In the records below, take the line containing "let link = context.links.toggle_favorite(id).await?;" and reproduce it and every subsequent line exactly, adding nothing.

Data START

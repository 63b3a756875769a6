//! Integration tests for the link API (handlers/links.rs).

use axum::http::StatusCode;
use axum_test::TestServer;
use serde_json::json;
use startpage::{create_router, AppContext, Config};

fn create_test_server() -> TestServer {
    let app = create_router(AppContext::new(Config::in_memory()));
    TestServer::new(app).unwrap()
}

async fn create_link(server: &TestServer, body: serde_json::Value) -> serde_json::Value {
    let response = server.post("/api/links").json(&body).await;
    response.assert_status(StatusCode::CREATED);
    response.json()
}

#[tokio::test]
async fn test_create_link() {
    let server = create_test_server();

    let body = create_link(&server, json!({ "url": "  www.rust-lang.org/learn " })).await;

    assert_eq!(body["url"], "https://www.rust-lang.org/learn");
    assert_eq!(body["title"], "rust-lang.org");
    assert_eq!(body["description"], "");
    assert_eq!(body["favicon"], "https://www.rust-lang.org/favicon.ico");
    assert_eq!(body["is_favorite"], false);
    assert_eq!(body["created_at"], body["updated_at"]);
    assert!(body["id"].as_i64().unwrap() > 0);
}

#[tokio::test]
async fn test_create_link_invalid_url() {
    let server = create_test_server();

    let response = server
        .post("/api/links")
        .json(&json!({ "url": "https://" }))
        .await;

    response.assert_status_bad_request();
    let body: serde_json::Value = response.json();
    assert_eq!(body["kind"], "invalid_url");
}

#[tokio::test]
async fn test_create_link_duplicate() {
    let server = create_test_server();
    create_link(&server, json!({ "url": "example.com" })).await;

    let response = server
        .post("/api/links")
        .json(&json!({ "url": "https://example.com" }))
        .await;

    response.assert_status(StatusCode::CONFLICT);
    let body: serde_json::Value = response.json();
    assert_eq!(body["kind"], "duplicate_link");
}

#[tokio::test]
async fn test_list_links_in_insertion_order() {
    let server = create_test_server();
    create_link(&server, json!({ "url": "a.com" })).await;
    create_link(&server, json!({ "url": "b.com", "is_favorite": true })).await;
    create_link(&server, json!({ "url": "c.com" })).await;

    let response = server.get("/api/links").await;
    response.assert_status_ok();
    let body: Vec<serde_json::Value> = response.json();
    let urls: Vec<&str> = body.iter().map(|l| l["url"].as_str().unwrap()).collect();
    assert_eq!(urls, vec!["https://a.com", "https://b.com", "https://c.com"]);

    let response = server.get("/api/links/favorites").await;
    response.assert_status_ok();
    let body: Vec<serde_json::Value> = response.json();
    assert_eq!(body.len(), 1);
    assert_eq!(body[0]["url"], "https://b.com");
}

#[tokio::test]
async fn test_get_link() {
    let server = create_test_server();
    let created = create_link(&server, json!({ "url": "example.com", "title": "Example" })).await;
    let id = created["id"].as_i64().unwrap();

    let response = server.get(&format!("/api/links/{}", id)).await;
    response.assert_status_ok();
    let body: serde_json::Value = response.json();
    assert_eq!(body["title"], "Example");

    server.get("/api/links/9999").await.assert_status_not_found();
}

#[tokio::test]
async fn test_lookup_link_by_url() {
    let server = create_test_server();
    create_link(&server, json!({ "url": "example.com" })).await;

    let response = server
        .get("/api/links/lookup")
        .add_query_param("url", "https://example.com")
        .await;
    response.assert_status_ok();
    let body: serde_json::Value = response.json();
    assert_eq!(body["url"], "https://example.com");

    server
        .get("/api/links/lookup")
        .add_query_param("url", "https://missing.example.com")
        .await
        .assert_status_not_found();
}

#[tokio::test]
async fn test_update_link() {
    let server = create_test_server();
    let created = create_link(&server, json!({ "url": "example.com" })).await;
    let id = created["id"].as_i64().unwrap();

    let response = server
        .put(&format!("/api/links/{}", id))
        .json(&json!({ "title": "Renamed", "description": "  notes  " }))
        .await;

    response.assert_status_ok();
    let body: serde_json::Value = response.json();
    assert_eq!(body["title"], "Renamed");
    assert_eq!(body["description"], "notes");
    assert_eq!(body["url"], "https://example.com");
    assert_eq!(body["created_at"], created["created_at"]);
    assert_ne!(body["updated_at"], created["updated_at"]);
}

#[tokio::test]
async fn test_update_link_to_existing_url() {
    let server = create_test_server();
    create_link(&server, json!({ "url": "a.com" })).await;
    let b = create_link(&server, json!({ "url": "b.com" })).await;

    let response = server
        .put(&format!("/api/links/{}", b["id"]))
        .json(&json!({ "url": "a.com" }))
        .await;

    response.assert_status(StatusCode::CONFLICT);
}

#[tokio::test]
async fn test_update_missing_link() {
    let server = create_test_server();

    server
        .put("/api/links/42")
        .json(&json!({ "title": "x" }))
        .await
        .assert_status_not_found();
}

#[tokio::test]
async fn test_toggle_favorite() {
    let server = create_test_server();
    let created = create_link(&server, json!({ "url": "example.com" })).await;
    let path = format!("/api/links/{}/favorite", created["id"]);

    let body: serde_json::Value = server.put(&path).await.json();
    assert_eq!(body["is_favorite"], true);

    let body: serde_json::Value = server.put(&path).await.json();
    assert_eq!(body["is_favorite"], false);
}

#[tokio::test]
async fn test_delete_link() {
    let server = create_test_server();
    let created = create_link(&server, json!({ "url": "example.com" })).await;
    let path = format!("/api/links/{}", created["id"]);

    server
        .delete(&path)
        .await
        .assert_status(StatusCode::NO_CONTENT);
    server.get(&path).await.assert_status_not_found();

    // Deleting again is not an error.
    server
        .delete(&path)
        .await
        .assert_status(StatusCode::NO_CONTENT);
}

#[tokio::test]
async fn test_ids_not_reused_after_delete() {
    let server = create_test_server();
    let first = create_link(&server, json!({ "url": "a.com" })).await;
    server
        .delete(&format!("/api/links/{}", first["id"]))
        .await
        .assert_status(StatusCode::NO_CONTENT);

    let second = create_link(&server, json!({ "url": "a.com" })).await;
    assert!(second["id"].as_i64().unwrap() > first["id"].as_i64().unwrap());
}

#[tokio::test]
async fn test_health() {
    let server = create_test_server();

    let response = server.get("/health").await;
    response.assert_status_ok();
    let body: serde_json::Value = response.json();
    assert_eq!(body["status"], "ok");
    assert_eq!(body["version"], env!("CARGO_PKG_VERSION"));
    assert_eq!(body["store_open"], false);

    server.get("/api/links").await.assert_status_ok();
    let body: serde_json::Value = server.get("/health").await.json();
    assert_eq!(body["store_open"], true);
}
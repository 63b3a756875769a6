use axum::{
    extract::{Path, Query, State},
    http::StatusCode,
    Json,
};
use serde::{Deserialize, Serialize};

use crate::error::AppResult;
use crate::models::link::{format_timestamp, Link, LinkPatch};
use crate::services::NewLink;
use crate::AppContext;

#[derive(Debug, Deserialize)]
pub struct LookupQuery {
    pub url: String,
}

#[derive(Debug, Serialize)]
pub struct LinkResponse {
    pub id: i64,
    pub url: String,
    pub title: String,
    pub description: String,
    pub favicon: String,
    pub is_favorite: bool,
    pub created_at: String,
    pub updated_at: String,
}

impl From<Link> for LinkResponse {
    fn from(link: Link) -> Self {
        LinkResponse {
            id: link.id,
            url: link.url,
            title: link.title,
            description: link.description,
            favicon: link.favicon,
            is_favorite: link.is_favorite,
            created_at: format_timestamp(&link.created_at),
            updated_at: format_timestamp(&link.updated_at),
        }
    }
}

fn to_responses(links: Vec<Link>) -> Vec<LinkResponse> {
    links.into_iter().map(Into::into).collect()
}

pub async fn list_links(State(context): State<AppContext>) -> AppResult<Json<Vec<LinkResponse>>> {
    let links = context.links.get_all().await?;
    Ok(Json(to_responses(links)))
}

pub async fn list_favorites(
    State(context): State<AppContext>,
) -> AppResult<Json<Vec<LinkResponse>>> {
    let links = context.links.get_favorites().await?;
    Ok(Json(to_responses(links)))
}

pub async fn create_link(
    State(context): State<AppContext>,
    Json(req): Json<NewLink>,
) -> AppResult<(StatusCode, Json<LinkResponse>)> {
    let link = context.links.add(req).await?;
    Ok((StatusCode::CREATED, Json(link.into())))
}

pub async fn get_link(
    State(context): State<AppContext>,
    Path(id): Path<i64>,
) -> AppResult<Json<LinkResponse>> {
    let link = context.links.get_by_id(id).await?;
    Ok(Json(link.into()))
}

/// Exact match on the stored (normalized) URL.
pub async fn lookup_link(
    State(context): State<AppContext>,
    Query(query): Query<LookupQuery>,
) -> AppResult<Json<LinkResponse>> {
    let link = context.links.get_by_url(&query.url).await?;
    Ok(Json(link.into()))
}

pub async fn update_link(
    State(context): State<AppContext>,
    Path(id): Path<i64>,
    Json(patch): Json<LinkPatch>,
) -> AppResult<Json<LinkResponse>> {
    let link = context.links.update(id, patch).await?;
    Ok(Json(link.into()))
}

pub async fn toggle_favorite(
    State(context): State<AppContext>,
    Path(id): Path<i64>,
) -> AppResult<Json<LinkResponse>> {
    let link = context.links.toggle_favorite(id).await?;
    Ok(Json(link.into()))
}

pub async fn delete_link(
    State(context): State<AppContext>,
    Path(id): Path<i64>,
) -> AppResult<StatusCode> {
    context.links.delete(id).await?;
    Ok(StatusCode::NO_CONTENT)
}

Data END

» Output:
    let link = context.links.toggle_favorite(id).await?;
    Ok(Json(link.into()))
}

pub async fn delete_link(
    State(context): State<AppContext>,
    Path(id): Path<i64>,
) -> AppResult<StatusCode> {
    context.links.delete(id).await?;
    Ok(StatusCode::NO_CONTENT)
}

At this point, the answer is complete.